Why I Needed Another Website Redesign
Yes, I redesigned my site again. The previous version looked clean, minimal, and structurally fine — but it didn’t feel like me. It felt more like something you’d see in a generic “developer portfolio” template than something reflecting my personality or the way I actually enjoy presenting things online.
If your personal site is the one place you can do anything you want visually, it should represent you. Mine didn’t anymore. So the redesign began.
This post goes through why I changed everything, what guided the visual direction, how I built it with Astro, and what I’m planning next.
Why the Old Design Didn’t Work Anymore
The old design was functional but flat. Minimalism for minimalism’s sake.
It did its job, but it didn’t say anything about me — what I like visually, what kind of energy I want the site to have, or what inspires me as a designer.
If I’m going to publish writing, projects, and thoughts on a site with my name on it, I want to actually enjoy looking at it. That wasn’t happening with the old layout.
The Vision Behind the New Style
The starting idea was chaotic in the best way:
“Akira meets superheroes meets fighting games meets Katsushika Hokusai meets modern poster design.”
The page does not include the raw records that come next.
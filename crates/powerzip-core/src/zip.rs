//! ZIP code parsing and the Texas range check.

use std::fmt;
use std::sync::LazyLock;

use regex::Regex;
use serde::{Deserialize, Serialize, Serializer};

use crate::error::{ResolveError, ResolveResult};

/// Lowest and highest 5-digit ZIP assigned to Texas.
pub const TEXAS_ZIP_MIN: u32 = 75000;
pub const TEXAS_ZIP_MAX: u32 = 79999;

static ZIP_FORMAT: LazyLock<Regex> = LazyLock::new(|| Regex::new(r"^\d{5}$").unwrap());

/// A validated Texas 5-digit ZIP code.
#[derive(Debug, Clone, Copy, PartialEq, Eq, Hash, PartialOrd, Ord, Deserialize)]
#[serde(try_from = "String")]
pub struct ZipCode(u32);

impl ZipCode {
    /// Parse and validate a ZIP.
    ///
    /// Format is checked before range, so `"7520"` is `InvalidZipFormat` and
    /// `"80000"` is `NonTexasZip`. Whitespace anywhere is a format error.
    pub fn parse(input: &str) -> ResolveResult<Self> {
        if !ZIP_FORMAT.is_match(input) {
            return Err(ResolveError::InvalidZipFormat(input.to_string()));
        }
        let value: u32 = input
            .parse()
            .map_err(|_| ResolveError::InvalidZipFormat(input.to_string()))?;
        if !(TEXAS_ZIP_MIN..=TEXAS_ZIP_MAX).contains(&value) {
            return Err(ResolveError::NonTexasZip(input.to_string()));
        }
        Ok(Self(value))
    }

    pub fn value(self) -> u32 {
        self.0
    }

    /// First three digits, used for coarse service-area checks.
    pub fn prefix(self) -> u32 {
        self.0 / 100
    }

    pub fn as_string(self) -> String {
        format!("{:05}", self.0)
    }
}

impl fmt::Display for ZipCode {
    fn fmt(&self, f: &mut fmt::Formatter<'_>) -> fmt::Result {
        write!(f, "{:05}", self.0)
    }
}

impl TryFrom<String> for ZipCode {
    type Error = ResolveError;

    fn try_from(value: String) -> Result<Self, Self::Error> {
        ZipCode::parse(&value)
    }
}

impl Serialize for ZipCode {
    fn serialize<S: Serializer>(&self, serializer: S) -> Result<S::Ok, S::Error> {
        serializer.collect_str(self)
    }
}

#[cfg(test)]
mod tests {
    use super::*;

    #[test]
    fn accepts_range_edges() {
        assert_eq!(ZipCode::parse("75000").unwrap().value(), 75000);
        assert_eq!(ZipCode::parse("79999").unwrap().value(), 79999);
    }

    #[test]
    fn rejects_just_outside_range() {
        assert_eq!(
            ZipCode::parse("74999"),
            Err(ResolveError::NonTexasZip("74999".into()))
        );
        assert_eq!(
            ZipCode::parse("80000"),
            Err(ResolveError::NonTexasZip("80000".into()))
        );
    }

    #[test]
    fn rejects_malformed() {
        for bad in ["abcde", "7520", "752055", "", "75 05", "7520a"] {
            assert!(
                matches!(ZipCode::parse(bad), Err(ResolveError::InvalidZipFormat(_))),
                "{bad:?} should be a format error"
            );
        }
    }

    #[test]
    fn surrounding_whitespace_is_a_format_error() {
        for padded in [" 75205", "75205\n", "\t75205 ", "75205 "] {
            assert_eq!(
                ZipCode::parse(padded),
                Err(ResolveError::InvalidZipFormat(padded.into())),
                "{padded:?}"
            );
        }
    }

    #[test]
    fn prefix_is_first_three_digits() {
        assert_eq!(ZipCode::parse("77573").unwrap().prefix(), 775);
    }
}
Somehow that chaos filtered into something coherent: a bold, poster-inspired interface with strong typography, vibrant color blocks, and intentional shapes. Think of something you’d see printed large on a wall.
From my brand/style guide, the core traits were:
- Poster-inspired UI using Japanese woodblock colors (blue, cream, vermilion) mixed with arcade-like shapes
- Typography carries the identity while components stay simple and graphic
- Brand traits:
- Brave — big type, outlined blocks, visible edges
- Readable — calm cream backgrounds, clear spacing
- Playful-serious — fun card hovers, but no unnecessary animations
In short: I wanted my website to look like something you could almost hang on a wall.
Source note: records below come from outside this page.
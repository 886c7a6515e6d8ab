//! Collaborator seams for the resolver: the service-address registry and the
//! plan pricing service, plus the retry policy applied to both.

pub mod retry;

#[cfg(feature = "http")]
pub mod http;

use async_trait::async_trait;
use powerzip_core::{AddressMatch, ResolveResult, ServicePointDetails, Tdsp, ZipCode};
use serde::{Deserialize, Serialize};

pub use retry::{RetryPolicy, with_timeout};

#[cfg(feature = "http")]
pub use http::{HttpAddressRegistry, HttpError, HttpPlanPricing};

/// External registry mapping service addresses to service points and utilities.
#[async_trait]
pub trait AddressRegistry: Send + Sync {
    /// All premises matching a normalized street address within a ZIP.
    async fn search(&self, address: &str, zip: ZipCode) -> ResolveResult<Vec<AddressMatch>>;

    /// Extended fields for one service point.
    async fn details(&self, service_point_id: &str) -> ResolveResult<ServicePointDetails>;
}

/// A retail plan as returned by the pricing service.
#[derive(Debug, Clone, PartialEq, Serialize, Deserialize)]
pub struct Plan {
    pub id: String,
    pub provider: String,
    pub name: String,
    #[serde(default)]
    pub rate_cents_per_kwh: Option<f64>,
    #[serde(default)]
    pub term_months: Option<u32>,
}

/// Plan pricing service, scoped by ZIP and utility.
#[async_trait]
pub trait PlanPricing: Send + Sync {
    async fn fetch_plans(&self, zip: ZipCode, utility: Tdsp, usage_kwh: u32)
    -> ResolveResult<Vec<Plan>>;
}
Turning the Idea Into a Real Interface
The concept came together quickly; building it took longer. I sketched layouts, searched for references, and tested ideas to make sure the bold visual style didn’t hurt readability.
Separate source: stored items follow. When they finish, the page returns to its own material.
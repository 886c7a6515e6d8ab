//! One retry policy for every outbound call.

use std::future::Future;
use std::time::Duration;

use powerzip_core::{ResolveError, ResolveResult};
use tracing::{debug, warn};

/// Exponential backoff over retryable [`ResolveError`]s.
#[derive(Debug, Clone, PartialEq, Eq)]
pub struct RetryPolicy {
    /// Total attempts including the first. Zero is treated as one.
    pub max_attempts: u32,
    pub base_delay: Duration,
    pub multiplier: u32,
    pub max_delay: Duration,
}

impl Default for RetryPolicy {
    fn default() -> Self {
        Self {
            max_attempts: 3,
            base_delay: Duration::from_millis(250),
            multiplier: 2,
            max_delay: Duration::from_secs(4),
        }
    }
}

impl RetryPolicy {
    /// Single attempt, no backoff.
    pub fn none() -> Self {
        Self {
            max_attempts: 1,
            base_delay: Duration::ZERO,
            multiplier: 1,
            max_delay: Duration::ZERO,
        }
    }

    /// Delay before retry number `retry` (1-based).
    pub fn delay_for(&self, retry: u32) -> Duration {
        let factor = self
            .multiplier
            .max(1)
            .saturating_pow(retry.saturating_sub(1));
        self.base_delay
            .checked_mul(factor)
            .unwrap_or(self.max_delay)
            .min(self.max_delay)
    }

    /// Run `op` until it succeeds, fails with a non-retryable error, or
    /// attempts run out. The last error is returned.
    pub async fn run<T, F, Fut>(&self, operation: &str, mut op: F) -> ResolveResult<T>
    where
        F: FnMut() -> Fut,
        Fut: Future<Output = ResolveResult<T>>,
    {
        let attempts = self.max_attempts.max(1);
        let mut attempt = 1;
        loop {
            match op().await {
                Ok(value) => return Ok(value),
                Err(e) if e.retryable() && attempt < attempts => {
                    let delay = self.delay_for(attempt);
                    warn!(operation, attempt, error = %e, ?delay, "retrying");
                    tokio::time::sleep(delay).await;
                    attempt += 1;
                }
                Err(e) => {
                    debug!(operation, attempt, error = %e, "giving up");
                    return Err(e);
                }
            }
        }
    }
}

/// Bound a call by `limit`, turning a hang into a retryable [`ResolveError::Timeout`].
pub async fn with_timeout<T, Fut>(limit: Duration, fut: Fut) -> ResolveResult<T>
where
    Fut: Future<Output = ResolveResult<T>>,
{
    match tokio::time::timeout(limit, fut).await {
        Ok(result) => result,
        Err(_) => Err(ResolveError::Timeout(limit)),
    }
}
I also used AI during the early planning. I tried different combinations of layout, type sizes, colors, and interactions, refining the direction until it felt balanced. The superhero influence still makes me laugh — part of me thinks the site looks like Captain America spilled across it with a bucket of cream paint — but I like it.
Once the colors and shapes clicked, everything else made sense.
The Development Process
The technical part was straightforward:
- The site was already built using Astro, so the structure was in place
- Hosting remains on GitHub Pages
- The Astro + GitHub Pages pipeline is quick, which matters when time is limited between work, studying, and hobbies
Most of the work went into:
- Choosing typefaces
- Finalizing the color palette
- Creating a simple brand/style guide
- Translating it all into reusable CSS patterns
Once that foundation was set, the site went from “fine” to “this actually feels like something I’d design for myself.”
Old vs New: A Quick Comparison
A redesign is easier to understand visually than verbally. Here are some side-by-side comparisons:
Front Page


Blog Index


Experience Page


The content didn’t change — the presentation did. And the new version finally feels like something that reflects me instead of generic portfolio minimalism.
What’s Next for the Design
The redesign isn’t a final state. Design never really is. I already have a list of small tweaks I want to make, and a few features I’d like to experiment with.
But for now, I’m genuinely happy with where the site landed. It feels personal, bold, and natural to use as the home for my writing and projects.
Final Thoughts
If there’s anything to take from this whole process, it’s this: don’t settle for a personal website that doesn’t look or feel like you.
It’s the one place online where you can express yourself without constraints.
Whether your style ends up being “Akira meets Hokusai meets arcade UI” or something completely different, it should be something you’re excited to open every time you work on it — and something that makes you want to keep improving it.